# Task details:
Filter the listing for lines containing "AssetMissing".

# Data listing:
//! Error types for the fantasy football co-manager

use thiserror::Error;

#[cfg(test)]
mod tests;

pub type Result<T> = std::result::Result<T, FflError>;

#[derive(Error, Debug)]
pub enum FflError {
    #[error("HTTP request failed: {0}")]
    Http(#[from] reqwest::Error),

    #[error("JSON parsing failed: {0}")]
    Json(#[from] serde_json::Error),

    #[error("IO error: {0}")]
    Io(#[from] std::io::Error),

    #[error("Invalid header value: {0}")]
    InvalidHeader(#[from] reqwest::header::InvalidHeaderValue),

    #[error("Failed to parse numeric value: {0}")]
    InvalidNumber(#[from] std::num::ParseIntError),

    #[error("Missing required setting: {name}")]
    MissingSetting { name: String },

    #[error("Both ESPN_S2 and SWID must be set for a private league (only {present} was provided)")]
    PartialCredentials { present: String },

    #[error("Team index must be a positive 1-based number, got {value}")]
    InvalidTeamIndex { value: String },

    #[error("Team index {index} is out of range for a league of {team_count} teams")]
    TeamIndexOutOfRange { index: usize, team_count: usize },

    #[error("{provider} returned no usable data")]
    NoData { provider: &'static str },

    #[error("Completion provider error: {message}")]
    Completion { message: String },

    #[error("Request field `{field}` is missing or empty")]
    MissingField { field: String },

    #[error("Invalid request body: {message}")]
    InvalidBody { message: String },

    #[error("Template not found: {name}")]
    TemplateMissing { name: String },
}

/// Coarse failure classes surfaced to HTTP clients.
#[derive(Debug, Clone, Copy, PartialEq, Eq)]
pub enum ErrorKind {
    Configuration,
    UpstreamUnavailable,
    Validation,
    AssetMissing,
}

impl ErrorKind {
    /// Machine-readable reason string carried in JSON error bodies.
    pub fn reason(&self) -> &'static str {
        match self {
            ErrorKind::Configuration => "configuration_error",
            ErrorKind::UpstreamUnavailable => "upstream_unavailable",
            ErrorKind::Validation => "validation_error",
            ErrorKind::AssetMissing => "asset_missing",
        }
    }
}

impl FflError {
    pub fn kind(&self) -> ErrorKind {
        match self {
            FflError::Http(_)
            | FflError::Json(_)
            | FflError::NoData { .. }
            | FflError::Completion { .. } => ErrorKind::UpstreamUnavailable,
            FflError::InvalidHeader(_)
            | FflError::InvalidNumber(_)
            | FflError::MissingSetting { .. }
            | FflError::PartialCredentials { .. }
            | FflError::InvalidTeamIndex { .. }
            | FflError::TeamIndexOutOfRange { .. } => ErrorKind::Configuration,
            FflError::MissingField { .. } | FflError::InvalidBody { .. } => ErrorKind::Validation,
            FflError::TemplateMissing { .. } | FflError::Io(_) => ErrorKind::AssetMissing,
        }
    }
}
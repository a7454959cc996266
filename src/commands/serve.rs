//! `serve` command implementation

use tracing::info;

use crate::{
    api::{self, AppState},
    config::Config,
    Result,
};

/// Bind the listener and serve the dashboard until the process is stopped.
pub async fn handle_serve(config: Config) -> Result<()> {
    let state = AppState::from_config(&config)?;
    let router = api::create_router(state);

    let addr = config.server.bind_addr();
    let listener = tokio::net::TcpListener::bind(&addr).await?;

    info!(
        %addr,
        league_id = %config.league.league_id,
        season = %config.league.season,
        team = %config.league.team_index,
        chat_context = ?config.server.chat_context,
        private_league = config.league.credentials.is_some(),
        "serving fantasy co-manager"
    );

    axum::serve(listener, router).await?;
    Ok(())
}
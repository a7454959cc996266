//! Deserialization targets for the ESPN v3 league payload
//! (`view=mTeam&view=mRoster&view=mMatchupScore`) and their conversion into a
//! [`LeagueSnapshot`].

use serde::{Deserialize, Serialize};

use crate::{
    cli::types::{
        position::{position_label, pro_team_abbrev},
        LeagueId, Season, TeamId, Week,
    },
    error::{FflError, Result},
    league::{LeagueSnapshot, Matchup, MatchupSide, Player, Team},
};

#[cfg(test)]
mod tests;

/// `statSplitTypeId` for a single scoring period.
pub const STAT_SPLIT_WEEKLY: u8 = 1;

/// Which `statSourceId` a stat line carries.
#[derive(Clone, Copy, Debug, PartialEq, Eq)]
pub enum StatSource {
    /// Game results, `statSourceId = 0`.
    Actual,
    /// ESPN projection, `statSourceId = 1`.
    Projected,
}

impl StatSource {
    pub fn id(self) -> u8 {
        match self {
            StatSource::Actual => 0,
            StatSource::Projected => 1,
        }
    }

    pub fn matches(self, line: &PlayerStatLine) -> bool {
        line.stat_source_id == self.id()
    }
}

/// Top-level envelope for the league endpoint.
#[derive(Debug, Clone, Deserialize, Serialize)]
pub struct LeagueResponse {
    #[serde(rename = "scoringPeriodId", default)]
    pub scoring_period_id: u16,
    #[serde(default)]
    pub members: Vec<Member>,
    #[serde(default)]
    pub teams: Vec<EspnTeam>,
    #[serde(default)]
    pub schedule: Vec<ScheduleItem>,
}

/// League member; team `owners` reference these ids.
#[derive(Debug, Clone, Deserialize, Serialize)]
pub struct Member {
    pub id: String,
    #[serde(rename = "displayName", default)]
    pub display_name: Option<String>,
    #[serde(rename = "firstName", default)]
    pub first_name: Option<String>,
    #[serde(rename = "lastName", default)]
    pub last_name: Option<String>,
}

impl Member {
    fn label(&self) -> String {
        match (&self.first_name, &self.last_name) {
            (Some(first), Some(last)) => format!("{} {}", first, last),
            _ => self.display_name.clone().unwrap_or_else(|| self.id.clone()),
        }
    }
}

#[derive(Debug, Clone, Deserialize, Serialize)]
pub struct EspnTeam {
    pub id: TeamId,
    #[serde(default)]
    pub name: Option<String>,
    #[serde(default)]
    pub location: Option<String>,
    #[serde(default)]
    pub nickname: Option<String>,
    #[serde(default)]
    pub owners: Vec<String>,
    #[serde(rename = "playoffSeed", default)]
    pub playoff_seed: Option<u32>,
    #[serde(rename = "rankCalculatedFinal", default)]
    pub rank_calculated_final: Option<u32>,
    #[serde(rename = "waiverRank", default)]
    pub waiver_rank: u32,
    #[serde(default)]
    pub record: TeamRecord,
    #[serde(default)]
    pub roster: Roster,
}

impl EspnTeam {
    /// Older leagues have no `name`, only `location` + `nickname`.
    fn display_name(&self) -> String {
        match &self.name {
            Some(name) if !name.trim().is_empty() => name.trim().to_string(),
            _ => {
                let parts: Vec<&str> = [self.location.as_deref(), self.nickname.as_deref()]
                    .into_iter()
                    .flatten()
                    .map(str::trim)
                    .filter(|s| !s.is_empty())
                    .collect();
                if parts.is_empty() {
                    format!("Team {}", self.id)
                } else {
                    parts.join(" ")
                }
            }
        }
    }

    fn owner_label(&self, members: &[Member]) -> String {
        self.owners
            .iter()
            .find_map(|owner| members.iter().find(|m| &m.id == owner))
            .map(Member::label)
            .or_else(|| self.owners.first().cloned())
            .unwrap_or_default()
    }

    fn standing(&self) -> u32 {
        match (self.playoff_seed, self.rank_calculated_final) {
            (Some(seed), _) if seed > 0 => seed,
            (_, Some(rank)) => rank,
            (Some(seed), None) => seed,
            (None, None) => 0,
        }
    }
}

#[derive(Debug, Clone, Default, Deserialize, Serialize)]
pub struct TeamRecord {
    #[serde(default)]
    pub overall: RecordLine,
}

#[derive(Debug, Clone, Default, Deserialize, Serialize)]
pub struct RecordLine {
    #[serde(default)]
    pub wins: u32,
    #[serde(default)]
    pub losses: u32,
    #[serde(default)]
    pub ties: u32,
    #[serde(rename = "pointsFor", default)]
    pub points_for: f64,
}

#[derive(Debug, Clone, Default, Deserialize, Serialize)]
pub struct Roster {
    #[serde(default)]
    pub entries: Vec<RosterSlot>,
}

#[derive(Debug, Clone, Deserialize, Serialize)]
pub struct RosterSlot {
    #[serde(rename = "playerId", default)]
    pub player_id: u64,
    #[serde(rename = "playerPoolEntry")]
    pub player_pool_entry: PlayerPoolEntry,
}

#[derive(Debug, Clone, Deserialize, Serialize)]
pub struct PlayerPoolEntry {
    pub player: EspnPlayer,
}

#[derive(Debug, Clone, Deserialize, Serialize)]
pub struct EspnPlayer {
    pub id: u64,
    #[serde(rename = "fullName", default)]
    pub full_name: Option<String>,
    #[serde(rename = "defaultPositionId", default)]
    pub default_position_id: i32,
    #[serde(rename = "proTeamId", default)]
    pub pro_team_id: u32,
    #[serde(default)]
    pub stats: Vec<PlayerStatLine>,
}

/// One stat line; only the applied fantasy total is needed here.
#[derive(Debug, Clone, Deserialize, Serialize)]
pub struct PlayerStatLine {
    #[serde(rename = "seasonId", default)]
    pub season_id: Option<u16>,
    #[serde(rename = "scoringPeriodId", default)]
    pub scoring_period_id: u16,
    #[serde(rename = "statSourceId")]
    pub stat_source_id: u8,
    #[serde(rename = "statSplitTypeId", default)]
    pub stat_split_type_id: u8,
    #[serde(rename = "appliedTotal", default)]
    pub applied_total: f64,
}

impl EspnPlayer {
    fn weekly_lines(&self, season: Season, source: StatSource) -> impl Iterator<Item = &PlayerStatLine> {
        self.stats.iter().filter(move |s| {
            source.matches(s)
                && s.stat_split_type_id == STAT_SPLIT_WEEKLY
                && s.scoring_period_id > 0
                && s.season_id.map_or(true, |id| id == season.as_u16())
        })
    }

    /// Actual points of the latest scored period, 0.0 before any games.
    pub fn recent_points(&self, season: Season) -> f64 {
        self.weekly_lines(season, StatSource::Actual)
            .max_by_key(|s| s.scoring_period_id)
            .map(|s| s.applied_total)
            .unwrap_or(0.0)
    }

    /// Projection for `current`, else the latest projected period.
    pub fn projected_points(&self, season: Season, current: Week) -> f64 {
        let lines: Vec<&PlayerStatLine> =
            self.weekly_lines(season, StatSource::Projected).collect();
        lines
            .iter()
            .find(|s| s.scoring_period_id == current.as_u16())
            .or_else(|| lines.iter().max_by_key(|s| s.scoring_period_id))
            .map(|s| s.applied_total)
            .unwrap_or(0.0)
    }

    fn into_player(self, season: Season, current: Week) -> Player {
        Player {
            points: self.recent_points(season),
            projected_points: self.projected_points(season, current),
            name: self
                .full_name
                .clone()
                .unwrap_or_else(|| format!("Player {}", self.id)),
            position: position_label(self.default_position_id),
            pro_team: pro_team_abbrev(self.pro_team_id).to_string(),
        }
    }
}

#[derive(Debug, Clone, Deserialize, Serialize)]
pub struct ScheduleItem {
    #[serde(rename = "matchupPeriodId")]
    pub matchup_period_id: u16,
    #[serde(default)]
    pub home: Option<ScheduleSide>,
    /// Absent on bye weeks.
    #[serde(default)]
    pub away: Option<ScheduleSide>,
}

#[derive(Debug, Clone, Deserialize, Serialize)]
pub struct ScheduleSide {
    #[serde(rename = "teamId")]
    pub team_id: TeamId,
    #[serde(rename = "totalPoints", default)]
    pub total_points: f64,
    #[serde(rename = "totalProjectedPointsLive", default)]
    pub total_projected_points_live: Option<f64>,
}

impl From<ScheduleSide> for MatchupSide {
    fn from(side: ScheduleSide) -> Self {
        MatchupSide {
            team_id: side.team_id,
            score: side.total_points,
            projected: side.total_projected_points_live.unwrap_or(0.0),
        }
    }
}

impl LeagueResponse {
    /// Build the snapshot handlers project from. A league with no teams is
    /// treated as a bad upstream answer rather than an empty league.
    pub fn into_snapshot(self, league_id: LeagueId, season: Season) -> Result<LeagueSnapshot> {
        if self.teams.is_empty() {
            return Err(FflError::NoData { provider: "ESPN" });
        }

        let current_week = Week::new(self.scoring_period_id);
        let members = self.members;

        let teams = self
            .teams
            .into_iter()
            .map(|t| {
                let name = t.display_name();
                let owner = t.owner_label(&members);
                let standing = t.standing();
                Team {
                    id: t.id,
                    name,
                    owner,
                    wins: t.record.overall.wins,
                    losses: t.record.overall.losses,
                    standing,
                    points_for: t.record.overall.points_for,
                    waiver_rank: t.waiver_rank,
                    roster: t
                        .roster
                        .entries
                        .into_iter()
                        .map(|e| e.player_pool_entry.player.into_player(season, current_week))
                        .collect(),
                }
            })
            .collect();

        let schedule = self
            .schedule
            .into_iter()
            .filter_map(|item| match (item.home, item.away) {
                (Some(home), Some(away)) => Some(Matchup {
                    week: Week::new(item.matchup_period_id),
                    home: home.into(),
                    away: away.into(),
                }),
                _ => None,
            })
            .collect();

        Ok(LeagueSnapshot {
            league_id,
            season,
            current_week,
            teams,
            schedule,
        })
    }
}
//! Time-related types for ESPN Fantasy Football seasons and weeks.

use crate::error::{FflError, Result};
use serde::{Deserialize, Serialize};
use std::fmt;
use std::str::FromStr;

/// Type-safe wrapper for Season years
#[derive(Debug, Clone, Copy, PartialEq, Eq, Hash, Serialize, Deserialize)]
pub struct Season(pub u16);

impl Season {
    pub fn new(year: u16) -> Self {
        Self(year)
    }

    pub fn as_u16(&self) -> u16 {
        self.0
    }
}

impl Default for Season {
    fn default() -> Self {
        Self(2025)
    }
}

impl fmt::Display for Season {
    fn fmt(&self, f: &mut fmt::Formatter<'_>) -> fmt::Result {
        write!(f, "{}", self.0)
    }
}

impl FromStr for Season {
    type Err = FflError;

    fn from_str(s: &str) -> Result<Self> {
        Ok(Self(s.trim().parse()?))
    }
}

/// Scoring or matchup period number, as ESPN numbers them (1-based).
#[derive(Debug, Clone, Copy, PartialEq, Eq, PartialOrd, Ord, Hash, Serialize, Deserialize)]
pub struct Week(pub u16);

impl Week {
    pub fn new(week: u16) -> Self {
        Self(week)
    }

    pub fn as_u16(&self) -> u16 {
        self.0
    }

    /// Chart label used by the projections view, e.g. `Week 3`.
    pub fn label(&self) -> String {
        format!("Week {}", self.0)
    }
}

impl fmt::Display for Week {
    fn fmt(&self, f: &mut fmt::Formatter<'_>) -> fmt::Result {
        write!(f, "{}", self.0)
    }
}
* * *
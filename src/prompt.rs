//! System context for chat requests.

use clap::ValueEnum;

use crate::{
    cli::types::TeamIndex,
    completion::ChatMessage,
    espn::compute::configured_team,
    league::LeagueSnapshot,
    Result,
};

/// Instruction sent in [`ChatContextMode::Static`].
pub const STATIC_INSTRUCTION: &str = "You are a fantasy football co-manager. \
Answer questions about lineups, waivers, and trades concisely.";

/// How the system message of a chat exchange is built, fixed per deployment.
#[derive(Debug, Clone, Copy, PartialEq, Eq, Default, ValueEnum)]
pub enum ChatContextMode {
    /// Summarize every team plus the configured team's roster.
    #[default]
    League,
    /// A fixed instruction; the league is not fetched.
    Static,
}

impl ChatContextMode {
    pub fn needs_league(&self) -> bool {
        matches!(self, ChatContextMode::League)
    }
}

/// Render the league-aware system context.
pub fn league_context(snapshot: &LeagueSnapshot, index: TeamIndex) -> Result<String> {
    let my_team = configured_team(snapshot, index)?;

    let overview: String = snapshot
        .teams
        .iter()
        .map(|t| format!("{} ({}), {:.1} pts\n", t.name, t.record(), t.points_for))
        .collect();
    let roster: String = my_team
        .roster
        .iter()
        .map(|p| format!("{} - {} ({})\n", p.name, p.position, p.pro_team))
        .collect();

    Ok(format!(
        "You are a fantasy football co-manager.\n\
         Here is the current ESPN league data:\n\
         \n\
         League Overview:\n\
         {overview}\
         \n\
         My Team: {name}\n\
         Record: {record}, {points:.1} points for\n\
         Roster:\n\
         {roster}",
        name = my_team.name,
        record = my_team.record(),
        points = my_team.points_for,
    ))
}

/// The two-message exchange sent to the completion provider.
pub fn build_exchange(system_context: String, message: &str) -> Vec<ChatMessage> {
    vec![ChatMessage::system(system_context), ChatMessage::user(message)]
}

# Solution to this problem:
    AssetMissing,
            ErrorKind::AssetMissing => "asset_missing",
            FflError::TemplateMissing { .. } | FflError::Io(_) => ErrorKind::AssetMissing,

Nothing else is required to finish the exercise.